Before the Court are Plaintiffs', Black Warrior Riverkeeper Inc. ("Riverkeeper") and Defenders of Wildlife ("DOW"), (collectively "Plaintiffs") motion for summary judgment (doc. 32), and Defendants', U.S. Army Corps of Engineers ("Corps"); Lt. General Todd T. Semonite ("Semonite"), in his official capacity as the Corps's Commanding General and Chief of Engineers; Col. James Delapp ("Delapp"), in his official capacity as Commander and District Engineer of the Corps's Mobile District office; the U.S. Fish and Wildlife Service ("FWS");1 Ryan Zinke ("Zinke"), in his official capacity as Secretary of the United States Department of the Interior; and Greg Sheehan, in his official capacity as FWS's Acting Director, and Jim Kurth, in his official capacity as acting director of the FWS (collectively, "Defendants"), cross motion for summary judgment (doc. 33). For the reasons stated below, Plaintiffs' motion (doc. 32) is due to be denied and the Defendants' cross motion (doc. 33) is due to be granted.

I. BACKGROUND2

In November 2014, an entity acting on behalf of Black Warrior Minerals, Inc. ("BWM") submitted a request to the Corps to make a jurisdictional determination to allow BWM to expand its mining operations in Jefferson County, Alabama in theLocust Fork Watershed. The proposed project was the BWM Mine #2, a 1293-acre surface coal mine within the Lower and Middle Locust Fork watershed.3 The Corps approved of the boundaries and began the process of reviewing the proposed action of granting a discharge permit under § 404 of the Clean Water Act ("CWA").4 To comply with requirements of the CWA and the National Environmental Policy Act ("NEPA"),5 the Corps examined potential cumulative impacts and multiple mitigation measures to determine whether the project could lead to significant impacts on the environment.

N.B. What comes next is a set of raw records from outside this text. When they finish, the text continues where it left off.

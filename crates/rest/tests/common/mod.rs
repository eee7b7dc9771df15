//! Common test utilities for adapter testing.
//!
//! - [`harness`] - In-memory fake transport
//! - [`fixtures`] - Resource models and records

#![allow(dead_code)]

pub mod fixtures;
pub mod harness;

In crafting a baseline, the Corps determined that active surface mining operations, comprising seventeen (17) active surface coal mines, including BWMMine #1, already made up 1.603% of the total acreage in the Middle Lower and Middle Locust Fork watersheds authorized and regulated by the Surface Mining Commission and Regulation Act ("SMCRA"), which is administered by the Alabama Surface Mining Commission ("ASMC"). Authorizing Mine #2 would amount to an additional 0.003% of the land within the watersheds. The Corps also acknowledged the decades of mining that had occurred in the Locust Fork watershed prior to the SMCRA's passage, and it used the impacts of those abandoned mines for baseline water quality and aquatic habitat values in the watershed. Though acknowledging various environmental harms from the past mining projects, the Corps also found that the watershed remains heavily forested6 and provides a functioning ecosystem.

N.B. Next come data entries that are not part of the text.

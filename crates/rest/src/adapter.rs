//! The REST adapter.
//!
//! [`RestAdapter`] pairs a [`RequestTranslator`] with a [`Transport`] and
//! offers record-level operations to a mapping layer. Each operation is a
//! sequence of one or more request/response exchanges performed in order;
//! the adapter holds no mutable state and may be shared across tasks.

use std::sync::Arc;

use http::header::LOCATION;
use percent_encoding::percent_decode_str;
use tracing::{debug, instrument, warn};

use crate::config::{AdapterConfig, DEFAULT_MAX_BODY_SIZE};
use crate::endpoint::ResourceEndpoint;
use crate::error::{AdapterError, AdapterResult, FormatError, TransportError};
use crate::translator::{HttpRequest, HttpResponse, RequestTranslator};
use crate::transport::Transport;
use crate::types::{Payload, Query, Record, ResourceModel, Value};

/// Record-level operations against a remote resource service.
#[derive(Debug, Clone)]
pub struct RestAdapter<T> {
    translator: RequestTranslator,
    transport: T,
    max_body_size: usize,
}

impl<T: Transport> RestAdapter<T> {
    /// Creates an adapter for `endpoint` sending requests through `transport`.
    pub fn new(endpoint: impl Into<Arc<ResourceEndpoint>>, transport: T) -> Self {
        Self {
            translator: RequestTranslator::new(endpoint),
            transport,
            max_body_size: DEFAULT_MAX_BODY_SIZE,
        }
    }

    /// Creates an adapter from configuration.
    pub fn from_config(config: &AdapterConfig, transport: T) -> AdapterResult<Self> {
        Ok(Self::new(config.resource_endpoint()?, transport).with_max_body_size(config.max_body_size))
    }

    /// Sets the largest response body accepted.
    pub fn with_max_body_size(mut self, max_body_size: usize) -> Self {
        self.max_body_size = max_body_size;
        self
    }

    /// Returns the translator.
    pub fn translator(&self) -> &RequestTranslator {
        &self.translator
    }

    /// Returns the transport.
    pub fn transport(&self) -> &T {
        &self.transport
    }

    /// Creates a record.
    ///
    /// The result is `record`, with values converted to their declared kinds,
    /// overlaid with whatever fields the service returned. When the service
    /// answers with an empty body, the key is recovered from the `Location`
    /// header if present.
    #[instrument(skip_all, fields(resource = model.name()))]
    pub async fn create(&self, model: &ResourceModel, record: &Record) -> AdapterResult<Record> {
        let mut created = self.translator.conform_record(model, record)?;
        let request = self.translator.translate_create(model, &created)?;
        let response = self.execute(request).await?;
        let payload = self.translator.parse_response(model, &response)?;

        match payload {
            Payload::One(returned) => created.merge(returned),
            Payload::Empty => match location_key(model, &response) {
                Some(id) => {
                    created.set(model.key(), id);
                }
                None => debug!("Create returned no body and no usable Location header"),
            },
            Payload::Many(_) => return Err(single_record_expected(model)),
        }
        Ok(created)
    }

    /// Reads the records matching `query`.
    ///
    /// A lookup by key that the service answers with 404 yields no records.
    #[instrument(skip_all, fields(resource = model.name()))]
    pub async fn read(&self, model: &ResourceModel, query: &Query) -> AdapterResult<Vec<Record>> {
        let keyed = query.key_lookup(model.key()).is_some();
        let request = self.translator.translate_find(model, query)?;
        let response = self.execute(request).await?;

        match self.translator.parse_response(model, &response) {
            Ok(payload) => Ok(payload.into_records()),
            Err(AdapterError::NotFound) if keyed => Ok(Vec::new()),
            Err(e) => Err(e),
        }
    }

    /// Reads a single record by key. Returns `None` on 404.
    #[instrument(skip_all, fields(resource = model.name(), id = %id))]
    pub async fn get(&self, model: &ResourceModel, id: &Value) -> AdapterResult<Option<Record>> {
        let request = self.translator.translate_get(model, id)?;
        let response = self.execute(request).await?;

        match self.translator.parse_response(model, &response) {
            Ok(Payload::One(record)) => Ok(Some(record)),
            Ok(Payload::Empty) => Ok(None),
            Ok(Payload::Many(_)) => Err(single_record_expected(model)),
            Err(AdapterError::NotFound) => Ok(None),
            Err(e) => Err(e),
        }
    }

    /// Replaces a record identified by its key.
    ///
    /// Fields returned by the service are overlaid on the conformed `record`.
    #[instrument(skip_all, fields(resource = model.name()))]
    pub async fn update(&self, model: &ResourceModel, record: &Record) -> AdapterResult<Record> {
        let mut updated = self.translator.conform_record(model, record)?;
        let request = self.translator.translate_update(model, &updated)?;
        let response = self.execute(request).await?;

        match self.translator.parse_response(model, &response)? {
            Payload::One(returned) => updated.merge(returned),
            Payload::Empty => {}
            Payload::Many(_) => return Err(single_record_expected(model)),
        }
        Ok(updated)
    }

    /// Deletes the record with the given key.
    #[instrument(skip_all, fields(resource = model.name(), id = %id))]
    pub async fn destroy(&self, model: &ResourceModel, id: &Value) -> AdapterResult<()> {
        let request = self.translator.translate_destroy(model, id)?;
        let response = self.execute(request).await?;
        self.translator.parse_response(model, &response)?;
        Ok(())
    }

    /// Applies `changes` to every record matching `query`.
    ///
    /// Records are read first and then updated one at a time; the first
    /// failure stops the sequence. Returns the number of records updated.
    #[instrument(skip_all, fields(resource = model.name()))]
    pub async fn update_matching(
        &self,
        model: &ResourceModel,
        query: &Query,
        changes: &Record,
    ) -> AdapterResult<usize> {
        let changes = self.translator.conform_record(model, changes)?;
        if changes.contains(model.key()) {
            return Err(AdapterError::InvalidRecord {
                resource: model.name().to_string(),
                message: format!("key field '{}' cannot be changed", model.key()),
            });
        }

        let records = self.read(model, query).await?;
        let mut updated = 0;
        for mut record in records {
            record.merge(changes.clone());
            self.update(model, &record).await?;
            updated += 1;
        }

        debug!(updated, "Updated matching records");
        Ok(updated)
    }

    /// Deletes every record matching `query`. Returns the number deleted.
    #[instrument(skip_all, fields(resource = model.name()))]
    pub async fn destroy_matching(&self, model: &ResourceModel, query: &Query) -> AdapterResult<usize> {
        let records = self.read(model, query).await?;
        let mut destroyed = 0;
        for record in records {
            let id = match record.get(model.key()) {
                Some(id) if !id.is_null() => id,
                _ => {
                    return Err(AdapterError::InvalidRecord {
                        resource: model.name().to_string(),
                        message: format!("matched record has no '{}'", model.key()),
                    });
                }
            };
            self.destroy(model, id).await?;
            destroyed += 1;
        }

        debug!(destroyed, "Destroyed matching records");
        Ok(destroyed)
    }

    async fn execute(&self, request: HttpRequest) -> AdapterResult<HttpResponse> {
        let method = request.method().clone();
        let uri = request.uri().clone();

        let response = match self.transport.send(request).await {
            Ok(response) => response,
            Err(TransportError::BodyTooLarge { size, limit }) => {
                warn!(
                    transport = self.transport.name(),
                    method = %method,
                    uri = %uri,
                    size,
                    limit,
                    "Response body too large"
                );
                return Err(AdapterError::ResponseTooLarge { size, limit });
            }
            Err(e) => {
                warn!(
                    transport = self.transport.name(),
                    method = %method,
                    uri = %uri,
                    error = %e,
                    "Transport failed"
                );
                return Err(e.into());
            }
        };

        let size = response.body().len();
        debug!(
            transport = self.transport.name(),
            method = %method,
            uri = %uri,
            status = response.status().as_u16(),
            bytes = size,
            "Received response"
        );

        if size > self.max_body_size {
            return Err(AdapterError::ResponseTooLarge {
                size,
                limit: self.max_body_size,
            });
        }
        Ok(response)
    }
}

fn single_record_expected(model: &ResourceModel) -> AdapterError {
    FormatError::UnexpectedShape(format!(
        "expected a single {}, found a collection",
        model.name()
    ))
    .into()
}

/// Extracts the key from a `Location` header such as `/books/42.xml`.
fn location_key(model: &ResourceModel, response: &HttpResponse) -> Option<Value> {
    let location = response.headers().get(LOCATION)?.to_str().ok()?;
    let path = location.split(['?', '#']).next()?;
    let segment = path.trim_end_matches('/').rsplit('/').next()?;
    let segment = match segment.rsplit_once('.') {
        Some((stem, "xml" | "json")) => stem,
        _ => segment,
    };
    if segment.is_empty() {
        return None;
    }

    let decoded = percent_decode_str(segment).decode_utf8().ok()?;
    model.key_field().kind.parse_text(&decoded).ok()
}

#[cfg(test)]
mod tests {
    use super::*;
    use crate::types::FieldKind;
    use http::Response;

    fn book() -> ResourceModel {
        ResourceModel::builder("book")
            .field("id", FieldKind::Integer)
            .field("title", FieldKind::String)
            .build()
            .unwrap()
    }

    fn with_location(location: &str) -> HttpResponse {
        Response::builder()
            .status(201)
            .header(LOCATION, location)
            .body(Vec::new())
            .unwrap()
    }

    #[test]
    fn test_location_key() {
        let model = book();
        assert_eq!(
            location_key(&model, &with_location("http://localhost:4000/books/42.xml")),
            Some(Value::Integer(42))
        );
        assert_eq!(
            location_key(&model, &with_location("/books/7")),
            Some(Value::Integer(7))
        );
        assert_eq!(
            location_key(&model, &with_location("/books/7.json?x=1")),
            Some(Value::Integer(7))
        );
        assert_eq!(location_key(&model, &with_location("/books/abc.xml")), None);
    }

    #[test]
    fn test_location_key_string_keys() {
        let model = ResourceModel::builder("tag")
            .key("slug")
            .field("slug", FieldKind::String)
            .build()
            .unwrap();
        assert_eq!(
            location_key(&model, &with_location("/tags/rust%20lang.xml")),
            Some(Value::from("rust lang"))
        );
    }
}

The Corps also considered how the permittee would be required to employ compensatory mitigation measures to offset the environmental impacts that could result. To begin, project applicants are already required to use Best Management Practices imposed by the Alabama Department of Environmental Management("ADEM"), employing water treatment processes prior to discharge of water from the mining site. The permit would also require compensatory mitigation by the permittee, such as taking measures that would enhance and preserve natural buffers along the southern boundary of the proposed mine. In light of these required mitigation measures, along with the relatively small cumulative impact that the Corps believed the BWM Mine #2 represented, it was concluded that the proposed mine would not lead to a significant impact on the environment. For this reason, Defendants elected to issue the CWA § 404 permit and to forgo making an Environmental Impact Statement ("EIS").

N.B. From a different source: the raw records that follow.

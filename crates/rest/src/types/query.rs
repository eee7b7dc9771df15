//! Query types.
//!
//! A [`Query`] is an ordered list of [`Condition`]s plus optional ordering
//! and pagination bounds. Queries are built per call and only ever borrowed
//! by the translator.

use std::fmt;
use std::str::FromStr;

use serde::{Deserialize, Serialize};

use super::value::Value;

/// Comparison operators for query conditions.
#[derive(Debug, Clone, Copy, PartialEq, Eq, Hash, Serialize, Deserialize, Default)]
#[serde(rename_all = "lowercase")]
pub enum Operator {
    /// Equal (default).
    #[default]
    Eq,
    /// Not equal.
    Ne,
    /// Greater than.
    Gt,
    /// Greater than or equal.
    Gte,
    /// Less than.
    Lt,
    /// Less than or equal.
    Lte,
    /// Pattern match on strings.
    Like,
    /// Membership in a list of values.
    In,
}

impl fmt::Display for Operator {
    fn fmt(&self, f: &mut fmt::Formatter<'_>) -> fmt::Result {
        match self {
            Operator::Eq => write!(f, "eq"),
            Operator::Ne => write!(f, "ne"),
            Operator::Gt => write!(f, "gt"),
            Operator::Gte => write!(f, "gte"),
            Operator::Lt => write!(f, "lt"),
            Operator::Lte => write!(f, "lte"),
            Operator::Like => write!(f, "like"),
            Operator::In => write!(f, "in"),
        }
    }
}

impl FromStr for Operator {
    type Err = String;

    fn from_str(s: &str) -> Result<Self, Self::Err> {
        match s.to_lowercase().as_str() {
            "eq" | "=" => Ok(Operator::Eq),
            "ne" | "!=" => Ok(Operator::Ne),
            "gt" | ">" => Ok(Operator::Gt),
            "gte" | "ge" | ">=" => Ok(Operator::Gte),
            "lt" | "<" => Ok(Operator::Lt),
            "lte" | "le" | "<=" => Ok(Operator::Lte),
            "like" => Ok(Operator::Like),
            "in" => Ok(Operator::In),
            _ => Err(format!("unknown operator: {}", s)),
        }
    }
}

impl Operator {
    /// Returns true for ordering comparisons.
    pub fn is_comparison(&self) -> bool {
        matches!(
            self,
            Operator::Gt | Operator::Gte | Operator::Lt | Operator::Lte
        )
    }
}

/// The right-hand side of a condition.
#[derive(Debug, Clone, PartialEq)]
pub enum Operand {
    /// A single value.
    Single(Value),
    /// A list of values (for [`Operator::In`]).
    List(Vec<Value>),
}

/// A single field/operator/value predicate.
#[derive(Debug, Clone, PartialEq)]
pub struct Condition {
    /// The field the predicate applies to.
    pub field: String,
    /// The comparison operator.
    pub operator: Operator,
    /// The operand.
    pub operand: Operand,
}

impl Condition {
    /// Creates a single-value condition.
    pub fn new(field: impl Into<String>, operator: Operator, value: impl Into<Value>) -> Self {
        Self {
            field: field.into(),
            operator,
            operand: Operand::Single(value.into()),
        }
    }

    /// Creates a membership condition.
    pub fn one_of<V: Into<Value>>(
        field: impl Into<String>,
        values: impl IntoIterator<Item = V>,
    ) -> Self {
        Self {
            field: field.into(),
            operator: Operator::In,
            operand: Operand::List(values.into_iter().map(Into::into).collect()),
        }
    }
}

/// Sort direction.
#[derive(Debug, Clone, Copy, PartialEq, Eq, Hash, Serialize, Deserialize, Default)]
#[serde(rename_all = "lowercase")]
pub enum Direction {
    /// Ascending (default).
    #[default]
    Asc,
    /// Descending.
    Desc,
}

/// A sort key.
#[derive(Debug, Clone, PartialEq, Eq)]
pub struct SortOrder {
    /// The field to sort by.
    pub field: String,
    /// Sort direction.
    pub direction: Direction,
}

impl SortOrder {
    /// Parses a sort key in `field` / `-field` form.
    pub fn parse(s: &str) -> Self {
        let s = s.trim();
        match s.strip_prefix('-') {
            Some(field) => SortOrder {
                field: field.to_string(),
                direction: Direction::Desc,
            },
            None => SortOrder {
                field: s.to_string(),
                direction: Direction::Asc,
            },
        }
    }
}

impl fmt::Display for SortOrder {
    fn fmt(&self, f: &mut fmt::Formatter<'_>) -> fmt::Result {
        match self.direction {
            Direction::Asc => write!(f, "{}", self.field),
            Direction::Desc => write!(f, "-{}", self.field),
        }
    }
}

/// A query against a resource collection.
#[derive(Debug, Clone, Default, PartialEq)]
pub struct Query {
    conditions: Vec<Condition>,
    order: Vec<SortOrder>,
    limit: Option<u32>,
    offset: Option<u32>,
}

impl Query {
    /// Creates a query matching every record.
    pub fn new() -> Self {
        Self::default()
    }

    /// Adds a condition.
    pub fn filter(
        mut self,
        field: impl Into<String>,
        operator: Operator,
        value: impl Into<Value>,
    ) -> Self {
        self.conditions.push(Condition::new(field, operator, value));
        self
    }

    /// Adds an equality condition.
    pub fn eq(self, field: impl Into<String>, value: impl Into<Value>) -> Self {
        self.filter(field, Operator::Eq, value)
    }

    /// Adds a membership condition.
    pub fn one_of<V: Into<Value>>(
        mut self,
        field: impl Into<String>,
        values: impl IntoIterator<Item = V>,
    ) -> Self {
        self.conditions.push(Condition::one_of(field, values));
        self
    }

    /// Adds a prepared condition.
    pub fn condition(mut self, condition: Condition) -> Self {
        self.conditions.push(condition);
        self
    }

    /// Appends a sort key.
    pub fn order_by(mut self, field: impl Into<String>, direction: Direction) -> Self {
        self.order.push(SortOrder {
            field: field.into(),
            direction,
        });
        self
    }

    /// Sets the maximum number of records to return.
    pub fn limit(mut self, limit: u32) -> Self {
        self.limit = Some(limit);
        self
    }

    /// Sets the number of records to skip.
    pub fn offset(mut self, offset: u32) -> Self {
        self.offset = Some(offset);
        self
    }

    /// Returns the conditions in insertion order.
    pub fn conditions(&self) -> &[Condition] {
        &self.conditions
    }

    /// Returns the sort keys.
    pub fn order(&self) -> &[SortOrder] {
        &self.order
    }

    /// Returns the limit.
    pub fn limit_value(&self) -> Option<u32> {
        self.limit
    }

    /// Returns the offset.
    pub fn offset_value(&self) -> Option<u32> {
        self.offset
    }

    /// Returns the key value if this query is a plain lookup by `key`.
    ///
    /// A keyed lookup has exactly one condition, `key eq value` with a
    /// non-null value, and no ordering or bounds.
    pub fn key_lookup(&self, key: &str) -> Option<&Value> {
        if !self.order.is_empty() || self.limit.is_some() || self.offset.is_some() {
            return None;
        }
        match self.conditions.as_slice() {
            [
                Condition {
                    field,
                    operator: Operator::Eq,
                    operand: Operand::Single(value),
                },
            ] if field == key && !value.is_null() => Some(value),
            _ => None,
        }
    }
}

In addition to considering the project's potential impacts on the environment, the Corps also considered whether the project might affect listed species or their critical habitats under the Endangered Species Act ("ESA").7 Reasoning that areas with known listed species were too distant from the mining site to be affected, the Corps defined the relevant action area to encompass only themining site itself. Noting, among other things, that the mining site has "no continuous flowing water," Corps AR 1232,8 the Corps then concluded that there were no listed species or critical habitats within the action area that could be affected. Having found that no effects upon listed species could result, the Corps chose not to consult with the FWS about its issuance of the CWA § 404 permit.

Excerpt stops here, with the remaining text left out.